"This clear-seeing and forthright volume marks Blanco as a major, deeply relevant poet."
--
Booklist, Starred Review
"Generous and deeply felt, the long prose poems in this moving new collection from presidential inaugural poet Blanco (after
Looking for the Gulf Motel) help us understand what it means to cross a border . . . . Submit to the fierce pleasure of Blanco's art."
--
Library Journal "Blanco's contributions to the fields of poetry and the arts have already paved a path forward for future generations of writers . . . Our Nation was built on the freedom of expression, and poetry has long played an important role in telling the story of our Union and illuminating the experiences that unite all people."
--President Barack Obama
"At a time when we are once again debating our identity as Americans, this splendid collection of poems from a great storytelling poet is an absolute treasure that speaks to the things that hold us together despite the things that split us apart."
--Doris Kearns Goodwin, author of
Leadership in Turbulent Times "From a country courting implosion, a country at odds with its own brutal and breathless backstory, a country with a name that sparks both expletive and prayer, rises Richard Blanco's muscular, resolute voice--sounding stanzas of the confounded heart and clenched fist, of indignation and insurrection. This is an urgent gathering of sweet, fractured, insistent American noise--the stories that feed us and the stories we'd rather forget--re-teaching us all the right ways there are to love a country that so often forgets how to love us back."
--Patricia Smith, author of
Incendiary Art "This new collection is vibrant, tragic, exhilarating, deeply in love with people and their stories and heartbreakingly engaged with our struggling nation. These are poems for every season, for large and small moments and very much for our time."
--Amy Bloom, author of
White Houses "A frank and wonderful collection that calls America a work in progress, that describes the poet himself as a grade school bully who loved the other boy he hit and one could readily cry with him now, everything is alive here in his book: the Rio Grande as sentient and knowing, all this with a jazz musician's timing. Richard Blanco writes about the elusive poundingness of love."
--Eileen Myles, author of
Evolution "In these times of hate, we need poets who speak of love. Richard Blanco's new collection is a visionary hymn of love to the human beings who comprise what we call this country. Whether he speaks in the voice of an immigrant who came here long ago, or the very river an immigrant crosses to come here today, Blanco sings and sings. This, the song says, is the way out--for all of us."
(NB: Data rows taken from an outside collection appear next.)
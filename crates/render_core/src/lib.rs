//! # Render Core
//!
//! Render-pipeline orchestration on top of a stateful, GL-shaped graphics
//! device.
//!
//! ## Features
//!
//! - **State Cache**: a client-side mirror of the device state; setters only
//!   reach the device when the value actually changes
//! - **Resource Binders**: buffers, textures, programs, framebuffers and
//!   vertex arrays that bind through the cache
//! - **Render Passes**: scene data, render target, opaque, transparent,
//!   skybox, picking and screen passes behind one trait
//! - **Pipeline**: two-phase frame protocol (update all, then draw all) with
//!   resize propagation and dependency validation
//! - **Headless Device**: [`RecordingDevice`](render::RecordingDevice) for
//!   tests and tooling
//!
//! ## Quick Start
//!
//! ```rust,no_run
//! use render_core::prelude::*;
//!
//! fn main() -> Result<(), RenderError> {
//!     let size = UVec2::new(800, 600);
//!     let mut ctx = Context::new(Box::new(RecordingDevice::new()), size);
//!     let mut pipeline = Pipeline::from_settings(&mut ctx, &RenderSettings::default(), size)?;
//!
//!     let mut assets = Assets::new();
//!     let scene = Scene::new();
//!     let camera = Camera::default();
//!     pipeline.draw(&mut ctx, &mut assets, &scene, &camera)?;
//!     Ok(())
//! }
//! ```

#![warn(missing_docs)]
#![warn(clippy::all, clippy::pedantic, clippy::nursery)]
#![allow(
    clippy::module_name_repetitions,
    clippy::similar_names,
    clippy::too_many_arguments,
    clippy::cast_precision_loss,
    clippy::cast_possible_truncation,
    clippy::cast_possible_wrap,
    clippy::must_use_candidate
)]

pub mod config;
pub mod core;
pub mod foundation;
pub mod render;
pub mod scene;

/// Common imports for crate users
pub mod prelude {
    pub use crate::{
        config::Config,
        core::config::{ApplicationConfig, EngineConfig, RenderSettings},
        foundation::math::{Mat4, UVec2, Vec2, Vec3, Vec4},
        render::{
            context::{Capability, GraphicsDevice},
            pipeline::{ColorPicker, FramebufferPass, RenderPass},
            resources::{Mesh, ShaderCompiler, TextureLoader, TextureLoaderFlags},
            Assets, Blending, Camera, Context, Material, Pipeline, RecordingDevice, RenderError,
            RenderResult, UniformSetter,
        },
        scene::{Instance, Scene, Skybox},
    };
}
//! Asset registry consumed by the passes

use std::collections::HashMap;

use crate::render::resources::mesh::Mesh;
use crate::render::resources::shader::{ModelShader, ShaderPass, ShaderProgram};
use crate::render::resources::texture::Texture;
use crate::render::{RenderError, RenderResult};

/// Shader programs keyed by (pass, model shader, material variant)
#[derive(Debug, Default)]
pub struct ShaderStorage {
    programs: HashMap<(ShaderPass, ModelShader, usize), ShaderProgram>,
}

impl ShaderStorage {
    /// Empty storage
    pub fn new() -> Self {
        Self::default()
    }

    /// Register a program, replacing any previous one for the same key
    pub fn add(&mut self, pass: ShaderPass, model: ModelShader, variant: usize, program: ShaderProgram) {
        log::debug!("Registered shader {:?}/{:?}/{} as {:?}", pass, model, variant, program.id());
        self.programs.insert((pass, model, variant), program);
    }

    /// Whether a program is registered for the key
    pub fn contains(&self, pass: ShaderPass, model: ModelShader, variant: usize) -> bool {
        self.programs.contains_key(&(pass, model, variant))
    }

    /// Program for the key, or a [`RenderError::MissingShader`] naming it
    pub fn get_mut(&mut self, pass: ShaderPass, model: ModelShader, variant: usize) -> RenderResult<&mut ShaderProgram> {
        self.programs
            .get_mut(&(pass, model, variant))
            .ok_or(RenderError::MissingShader { pass, model, material: variant })
    }

    /// Number of programs
    pub fn len(&self) -> usize {
        self.programs.len()
    }

    /// Whether no program is registered
    pub fn is_empty(&self) -> bool {
        self.programs.is_empty()
    }
}

/// Shaders, meshes and textures available to the pipeline
#[derive(Debug, Default)]
pub struct Assets {
    /// Shader programs
    pub shaders: ShaderStorage,
    /// Meshes by name
    pub meshes: HashMap<String, Mesh>,
    /// Textures by name
    pub textures: HashMap<String, Texture>,
}

impl Assets {
    /// Empty registry
    pub fn new() -> Self {
        Self::default()
    }

    /// Register a mesh under its own name
    pub fn add_mesh(&mut self, mesh: Mesh) {
        self.meshes.insert(mesh.name().to_string(), mesh);
    }

    /// Mesh by name, or a [`RenderError::MissingMesh`]
    pub fn mesh(&self, name: &str) -> RenderResult<&Mesh> {
        self.meshes.get(name).ok_or_else(|| RenderError::MissingMesh(name.to_string()))
    }
}
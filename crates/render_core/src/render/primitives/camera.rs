//! # Perspective Camera
//!
//! Supplies the view and projection matrices the scene-data pass uploads and
//! the frustum the geometry passes cull against.
//!
//! ## Conventions
//! - Right-handed, Y-up world and view space
//! - OpenGL clip space (depth in `[-1, 1]`), so the projection goes straight
//!   to the device without a correction matrix

use crate::foundation::math::{utils, Mat4, Mat4Ext, UVec2, Vec3};
use crate::scene::bounds::Frustum;

/// Perspective camera
///
/// Matrices are computed on demand from the public fields.
#[derive(Debug, Clone, PartialEq)]
pub struct Camera {
    /// Camera position in world space
    pub position: Vec3,

    /// Point the camera is looking at in world space
    pub target: Vec3,

    /// Up vector for camera orientation (typically [0, 1, 0])
    pub up: Vec3,

    /// Vertical field of view in radians
    pub fov: f32,

    /// Aspect ratio (width / height)
    pub aspect: f32,

    /// Distance to near clipping plane
    pub near: f32,

    /// Distance to far clipping plane
    pub far: f32,
}

impl Camera {
    /// Create a perspective camera looking at the origin
    ///
    /// # Arguments
    /// * `position` - Camera position in world space
    /// * `fov_degrees` - Vertical field of view in degrees
    /// * `aspect` - Aspect ratio (width / height) of the viewport
    /// * `near` - Distance to near clipping plane (must be > 0)
    /// * `far` - Distance to far clipping plane (must be > near)
    pub fn perspective(position: Vec3, fov_degrees: f32, aspect: f32, near: f32, far: f32) -> Self {
        Self {
            position,
            target: Vec3::zeros(),
            up: Vec3::y(),
            fov: utils::deg_to_rad(fov_degrees),
            aspect,
            near,
            far,
        }
    }

    /// Set the look-at point and up vector
    pub fn look_at(&mut self, target: Vec3, up: Vec3) {
        self.target = target;
        self.up = up;
        log::trace!("Camera look_at updated - target: {:?}, up: {:?}", target, up);
    }

    /// Normalized view direction
    pub fn forward(&self) -> Vec3 {
        (self.target - self.position).normalize()
    }

    /// Adopt the aspect ratio of a resized framebuffer
    ///
    /// Zero-height sizes (minimized windows) are ignored.
    pub fn on_framebuffer_change(&mut self, size: UVec2) {
        if size.y == 0 {
            return;
        }
        let aspect = size.x as f32 / size.y as f32;
        if (self.aspect - aspect).abs() > 0.01 {
            log::debug!("Camera aspect ratio changed: {:.3} -> {:.3}", self.aspect, aspect);
        }
        self.aspect = aspect;
    }

    /// World-to-view transform
    pub fn view_matrix(&self) -> Mat4 {
        Mat4::look_at(self.position, self.target, self.up)
    }

    /// View-to-clip transform
    pub fn projection_matrix(&self) -> Mat4 {
        Mat4::perspective(self.fov, self.aspect, self.near, self.far)
    }

    /// World-to-clip transform
    pub fn view_projection_matrix(&self) -> Mat4 {
        self.projection_matrix() * self.view_matrix()
    }

    /// Frustum planes for culling
    pub fn frustum(&self) -> Frustum {
        Frustum::from_matrix(&self.view_projection_matrix())
    }
}

impl Default for Camera {
    /// 45 degree camera at (0, 3, 3) looking at the origin, 16:9, near 0.1, far 1000
    fn default() -> Self {
        Self {
            position: Vec3::new(0.0, 3.0, 3.0),
            target: Vec3::zeros(),
            up: Vec3::y(),
            fov: std::f32::consts::FRAC_PI_4,
            aspect: 16.0 / 9.0,
            near: 0.1,
            far: 1000.0,
        }
    }
}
--Martín Espada, author of
Vivas to Those Who Have Failed "Richard Blanco has risen to the challenge of writing poetry that serves our nation. This is both a responsibility and an honor. I am moved, proud, overjoyed, and inspired."
--Sandra Cisneros, author of
The House on Mango Street "Powerful, personal, and full of life, these poems delve into the complex intricacies of what it means to call the United States home. A masterful poet who is clear-eyed and full of heart, Blanco explores the country's haunted past while offering a bright hope for the future."
--Ada Limón, author of
Bright Dead Things "In this timely collection, Richard Blanco masterfully embraces his role as a civic poet, confronting our nation's riddled history in the light of conscience. At once personal and political, these lyric narratives decry injustice and proclaim our hopes."
--Carolyn Forché, author of
The Country Between Us "There is a uniting oneness to these passionate and remarkable poems, each finely wrought line a bridge from one heart to another, a love song of this burdened earth and all its flawed inhabitants. Richard Blanco is this century's Walt Whitman."
--Andre Dubus III, author of
Gone So Long
Selected by President Obama to be the fifth inaugural poet in history, Richard Blanco followed in the footsteps of Robert Frost and Maya Angelou. The youngest, first Latino, first immigrant, and first openly gay person to serve in the role, he read his inaugural poem, "One Today" on January 21, 2013. Blanco and his family arrived in Miami as exiles from Cuba through Madrid where he was born. The negotiation of cultural identity and universal themes of place and belonging, characterize his three collections of poetry. His poems have also appeared in The Best American Poetry and Great American Prose Poems. Blanco is a Fellow of the Bread Loaf Writers Conference, recipient of two Florida Artist Fellowships, and is a Woodrow Wilson Visiting Fellow. A builder of cities as well as poems, he is also a professional civil engineer currently living in Bethel, Maine, and Miami, Florida. He currently serves as the Education Ambassador for the American Academy of Poets.